Representations Deemed Modified Sample Clauses

Representations Deemed Modified. To the extent that REIT OP ------------------------------- knows or is deemed to know prior to the execution of this Agreement that Prudential's representations and warranties are inaccurate, untrue or incorrect in any way, such representations and warranties shall be deemed modified to reflect REIT OP's knowledge or deemed knowledge, as the case may be.

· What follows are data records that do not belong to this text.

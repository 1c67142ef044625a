//! Data transfer objects for web requests and responses.

use serde::{Deserialize, Serialize};

use crate::domain::{NearbyAmenities, RouteCandidate, Station, VehicleProfile};

/// Body of a route search.
#[derive(Debug, Deserialize)]
pub struct SearchRequest {
    /// Origin address or place name
    pub from: String,

    /// Destination address or place name
    pub to: String,

    /// Model name from the vehicle catalog
    pub vehicle_model: String,

    /// Battery level in percent; range-checked by the handler
    pub battery_level: i64,
}

/// Result of a route search.
#[derive(Debug, Serialize)]
pub struct SearchResponse {
    /// Session the routes were stored under
    pub session_id: String,

    pub estimated_range_km: f64,

    pub routes: Vec<RouteCandidate>,

    /// Note for the user, e.g. when there are no alternatives
    #[serde(skip_serializing_if = "Option::is_none")]
    pub message: Option<String>,
}

/// Query for a station's amenities.
#[derive(Debug, Default, Deserialize)]
#[serde(default)]
pub struct AmenitiesQuery {
    pub route_id: usize,
    pub station_index: usize,
}

/// A station and the amenities around it.
#[derive(Debug, Serialize)]
pub struct AmenitiesResponse {
    pub station: Station,
    pub amenities: NearbyAmenities,
}

/// Supported vehicles.
#[derive(Debug, Serialize)]
pub struct VehiclesResponse {
    pub vehicles: Vec<VehicleProfile>,
}

/// Error body.
#[derive(Debug, Serialize)]
pub struct ErrorResponse {
    pub error: String,
}

#[cfg(test)]
mod tests {
    use super::*;

    #[test]
    fn amenities_query_defaults_to_first_station() {
        let query: AmenitiesQuery = serde_json::from_str("{}").unwrap();
        assert_eq!(query.route_id, 0);
        assert_eq!(query.station_index, 0);
    }

    #[test]
    fn message_omitted_when_absent() {
        let response = SearchResponse {
            session_id: "abc".into(),
            estimated_range_km: 156.0,
            routes: Vec::new(),
            message: None,
        };
        let json = serde_json::to_value(&response).unwrap();
        assert!(json.get("message").is_none());
        assert_eq!(json["estimated_range_km"], 156.0);
    }
}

For purposes of this Agreement, REIT OP shall be "deemed to know" that a representation or warranty was untrue, inaccurate or incorrect to the extent that this Agreement, the Documents, any estoppel certificate executed by any tenant of the Property and delivered to REIT OP, or any studies, tests, reports, or analyses prepared by or for REIT OP or any of its employees, agents, representatives or attorneys (all of the foregoing being herein collectively called the "REIT OP'S REPRESENTATIVES") or otherwise obtained by REIT OP or REIT ------------------------- OP's Representatives contains information which is inconsistent with such representation or warranty. To the extent that Prudential knows or is deemed to know prior to the execution of this Agreement that REIT OP's representations and warranties are inaccurate, untrue or incorrect in any way, such representations and warranties shall be deemed modified to reflect Prudential's knowledge or deemed knowledge, as the case may be.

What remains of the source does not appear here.